+++ SOURCE MATERIAL

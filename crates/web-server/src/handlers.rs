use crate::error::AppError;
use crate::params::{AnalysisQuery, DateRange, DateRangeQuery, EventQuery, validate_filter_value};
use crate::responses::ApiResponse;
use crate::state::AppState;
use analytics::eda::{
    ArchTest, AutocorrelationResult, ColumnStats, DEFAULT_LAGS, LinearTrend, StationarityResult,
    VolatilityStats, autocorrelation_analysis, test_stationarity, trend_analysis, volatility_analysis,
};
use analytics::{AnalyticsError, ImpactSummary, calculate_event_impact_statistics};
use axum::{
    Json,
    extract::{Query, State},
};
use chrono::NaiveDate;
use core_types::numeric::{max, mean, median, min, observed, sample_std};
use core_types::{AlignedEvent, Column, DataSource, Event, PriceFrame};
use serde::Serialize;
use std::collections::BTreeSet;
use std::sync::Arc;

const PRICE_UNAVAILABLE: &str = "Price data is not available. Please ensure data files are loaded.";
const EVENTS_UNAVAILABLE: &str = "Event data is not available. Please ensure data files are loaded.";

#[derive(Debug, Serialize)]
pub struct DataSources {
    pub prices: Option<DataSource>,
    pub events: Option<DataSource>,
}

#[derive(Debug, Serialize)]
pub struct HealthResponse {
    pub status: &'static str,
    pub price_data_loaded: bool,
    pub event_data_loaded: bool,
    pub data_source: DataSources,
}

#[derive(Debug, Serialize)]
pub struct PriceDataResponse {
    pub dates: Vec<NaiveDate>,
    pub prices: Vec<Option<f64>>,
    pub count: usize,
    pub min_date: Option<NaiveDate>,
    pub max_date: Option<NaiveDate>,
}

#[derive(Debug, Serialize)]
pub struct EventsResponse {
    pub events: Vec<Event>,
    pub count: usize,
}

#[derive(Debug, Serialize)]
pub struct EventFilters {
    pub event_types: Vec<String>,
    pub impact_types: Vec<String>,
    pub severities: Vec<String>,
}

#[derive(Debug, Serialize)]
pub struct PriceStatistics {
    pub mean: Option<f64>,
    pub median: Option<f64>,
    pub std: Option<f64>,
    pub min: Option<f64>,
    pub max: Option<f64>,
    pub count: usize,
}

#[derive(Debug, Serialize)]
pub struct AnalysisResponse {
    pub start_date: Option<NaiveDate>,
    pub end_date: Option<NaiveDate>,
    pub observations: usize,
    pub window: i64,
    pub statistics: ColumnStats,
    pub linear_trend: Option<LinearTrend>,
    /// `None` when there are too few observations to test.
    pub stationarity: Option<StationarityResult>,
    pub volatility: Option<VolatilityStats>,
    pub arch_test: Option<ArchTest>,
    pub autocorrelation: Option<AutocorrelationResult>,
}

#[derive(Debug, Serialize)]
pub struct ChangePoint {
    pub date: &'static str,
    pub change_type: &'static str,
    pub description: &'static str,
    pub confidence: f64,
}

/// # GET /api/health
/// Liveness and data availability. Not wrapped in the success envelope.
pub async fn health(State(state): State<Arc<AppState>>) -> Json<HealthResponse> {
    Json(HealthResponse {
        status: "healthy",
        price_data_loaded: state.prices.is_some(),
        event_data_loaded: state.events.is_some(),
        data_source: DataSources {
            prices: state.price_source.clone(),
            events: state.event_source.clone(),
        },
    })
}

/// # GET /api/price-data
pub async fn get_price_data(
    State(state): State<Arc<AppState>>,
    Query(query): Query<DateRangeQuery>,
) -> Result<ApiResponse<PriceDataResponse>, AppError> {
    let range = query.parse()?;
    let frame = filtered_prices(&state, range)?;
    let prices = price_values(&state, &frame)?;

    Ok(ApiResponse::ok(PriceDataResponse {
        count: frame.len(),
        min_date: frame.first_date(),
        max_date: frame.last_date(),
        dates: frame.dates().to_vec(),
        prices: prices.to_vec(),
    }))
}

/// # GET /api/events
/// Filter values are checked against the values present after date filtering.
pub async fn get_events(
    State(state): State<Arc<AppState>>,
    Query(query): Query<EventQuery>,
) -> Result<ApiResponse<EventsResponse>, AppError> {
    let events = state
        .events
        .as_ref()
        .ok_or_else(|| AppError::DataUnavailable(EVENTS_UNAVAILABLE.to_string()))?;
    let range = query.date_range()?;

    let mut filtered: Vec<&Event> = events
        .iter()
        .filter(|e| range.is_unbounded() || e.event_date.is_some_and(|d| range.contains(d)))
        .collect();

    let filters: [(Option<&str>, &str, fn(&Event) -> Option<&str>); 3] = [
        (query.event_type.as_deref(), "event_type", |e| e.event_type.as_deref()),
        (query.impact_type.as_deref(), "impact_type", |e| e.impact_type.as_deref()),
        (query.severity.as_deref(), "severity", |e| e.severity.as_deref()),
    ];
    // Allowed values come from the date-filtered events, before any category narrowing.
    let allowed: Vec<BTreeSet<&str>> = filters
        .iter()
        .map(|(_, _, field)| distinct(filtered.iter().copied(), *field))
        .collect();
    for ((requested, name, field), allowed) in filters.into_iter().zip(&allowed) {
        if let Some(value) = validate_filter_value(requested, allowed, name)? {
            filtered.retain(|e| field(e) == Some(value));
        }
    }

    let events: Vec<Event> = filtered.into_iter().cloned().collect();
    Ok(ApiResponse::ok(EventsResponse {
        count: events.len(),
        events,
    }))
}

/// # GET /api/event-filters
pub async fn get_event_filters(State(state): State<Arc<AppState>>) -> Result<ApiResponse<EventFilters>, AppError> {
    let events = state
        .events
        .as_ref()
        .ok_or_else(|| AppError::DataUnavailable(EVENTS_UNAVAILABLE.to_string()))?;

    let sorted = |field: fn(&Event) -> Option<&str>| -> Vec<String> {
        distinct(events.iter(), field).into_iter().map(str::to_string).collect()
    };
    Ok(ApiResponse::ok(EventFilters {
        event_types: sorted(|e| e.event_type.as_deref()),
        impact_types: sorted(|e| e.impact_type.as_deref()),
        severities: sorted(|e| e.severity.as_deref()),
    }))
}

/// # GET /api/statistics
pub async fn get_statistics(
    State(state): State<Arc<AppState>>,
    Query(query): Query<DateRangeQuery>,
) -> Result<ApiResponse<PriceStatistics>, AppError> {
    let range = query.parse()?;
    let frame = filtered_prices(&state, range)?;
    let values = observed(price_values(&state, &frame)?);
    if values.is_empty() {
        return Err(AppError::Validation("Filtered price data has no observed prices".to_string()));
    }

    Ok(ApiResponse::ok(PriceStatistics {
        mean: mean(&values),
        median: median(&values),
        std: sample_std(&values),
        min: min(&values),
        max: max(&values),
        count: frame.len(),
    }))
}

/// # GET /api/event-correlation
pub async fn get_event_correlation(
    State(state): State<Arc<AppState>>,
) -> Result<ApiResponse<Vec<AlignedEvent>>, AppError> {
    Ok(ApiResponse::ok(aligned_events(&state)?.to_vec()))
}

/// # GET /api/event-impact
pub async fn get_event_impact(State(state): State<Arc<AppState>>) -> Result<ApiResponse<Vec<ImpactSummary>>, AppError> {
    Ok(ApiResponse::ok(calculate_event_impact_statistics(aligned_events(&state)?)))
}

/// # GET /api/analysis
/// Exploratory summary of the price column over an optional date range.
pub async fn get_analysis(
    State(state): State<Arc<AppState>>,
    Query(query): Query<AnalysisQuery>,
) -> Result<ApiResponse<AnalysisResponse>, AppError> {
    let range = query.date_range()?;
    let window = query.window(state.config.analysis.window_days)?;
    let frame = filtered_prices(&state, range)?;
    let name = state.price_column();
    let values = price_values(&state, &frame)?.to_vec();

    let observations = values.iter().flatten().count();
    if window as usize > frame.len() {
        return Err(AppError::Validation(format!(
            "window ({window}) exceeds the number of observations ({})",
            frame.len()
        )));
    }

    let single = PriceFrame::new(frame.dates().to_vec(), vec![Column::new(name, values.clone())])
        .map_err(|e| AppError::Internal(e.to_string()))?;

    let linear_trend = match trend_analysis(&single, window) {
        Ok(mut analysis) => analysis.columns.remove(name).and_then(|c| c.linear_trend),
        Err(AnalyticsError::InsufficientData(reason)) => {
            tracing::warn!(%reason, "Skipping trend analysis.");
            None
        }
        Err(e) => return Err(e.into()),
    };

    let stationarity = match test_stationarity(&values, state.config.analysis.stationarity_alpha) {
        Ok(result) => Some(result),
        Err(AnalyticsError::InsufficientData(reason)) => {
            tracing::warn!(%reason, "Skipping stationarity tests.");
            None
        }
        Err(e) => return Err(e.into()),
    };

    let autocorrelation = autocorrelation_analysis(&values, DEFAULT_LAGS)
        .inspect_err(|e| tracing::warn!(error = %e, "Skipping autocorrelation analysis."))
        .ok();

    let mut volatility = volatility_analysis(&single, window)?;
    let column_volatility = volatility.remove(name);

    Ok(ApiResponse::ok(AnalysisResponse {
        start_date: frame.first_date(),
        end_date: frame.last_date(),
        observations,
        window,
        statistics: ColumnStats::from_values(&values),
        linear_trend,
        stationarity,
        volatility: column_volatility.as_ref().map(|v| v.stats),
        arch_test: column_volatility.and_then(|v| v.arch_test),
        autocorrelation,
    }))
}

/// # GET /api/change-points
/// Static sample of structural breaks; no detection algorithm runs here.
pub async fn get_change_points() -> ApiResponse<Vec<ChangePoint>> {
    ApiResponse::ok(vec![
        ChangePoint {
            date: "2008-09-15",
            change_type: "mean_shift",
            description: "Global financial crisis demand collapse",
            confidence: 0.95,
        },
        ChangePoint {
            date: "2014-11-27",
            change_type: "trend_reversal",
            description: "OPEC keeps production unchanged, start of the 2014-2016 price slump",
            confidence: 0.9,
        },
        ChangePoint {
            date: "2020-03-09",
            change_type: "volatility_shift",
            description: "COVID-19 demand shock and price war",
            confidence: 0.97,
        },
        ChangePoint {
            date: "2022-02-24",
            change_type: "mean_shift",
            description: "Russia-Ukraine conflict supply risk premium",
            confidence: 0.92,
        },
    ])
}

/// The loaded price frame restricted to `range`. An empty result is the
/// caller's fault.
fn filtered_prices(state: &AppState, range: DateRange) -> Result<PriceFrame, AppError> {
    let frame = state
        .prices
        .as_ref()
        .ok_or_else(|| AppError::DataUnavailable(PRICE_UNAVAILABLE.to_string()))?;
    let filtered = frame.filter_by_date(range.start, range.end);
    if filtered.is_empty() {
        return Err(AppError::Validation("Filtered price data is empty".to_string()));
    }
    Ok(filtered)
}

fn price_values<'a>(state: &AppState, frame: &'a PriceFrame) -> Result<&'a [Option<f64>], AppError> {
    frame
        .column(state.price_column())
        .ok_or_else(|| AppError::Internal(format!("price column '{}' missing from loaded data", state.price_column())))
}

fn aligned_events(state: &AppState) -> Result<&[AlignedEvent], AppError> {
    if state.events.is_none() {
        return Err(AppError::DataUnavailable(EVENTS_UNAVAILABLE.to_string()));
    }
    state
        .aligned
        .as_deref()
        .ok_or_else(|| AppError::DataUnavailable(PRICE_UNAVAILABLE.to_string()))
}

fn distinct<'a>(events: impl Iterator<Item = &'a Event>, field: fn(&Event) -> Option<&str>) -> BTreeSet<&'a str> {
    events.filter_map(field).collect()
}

++++++

PROBLEM => Find the lines in the records that contain the word "ImpactSummary", then copy every one of them.

WRITTEN RESPONSE =>
use analytics::{AnalyticsError, ImpactSummary, calculate_event_impact_statistics};
pub async fn get_event_impact(State(state): State<Arc<AppState>>) -> Result<ApiResponse<Vec<ImpactSummary>>, AppError> {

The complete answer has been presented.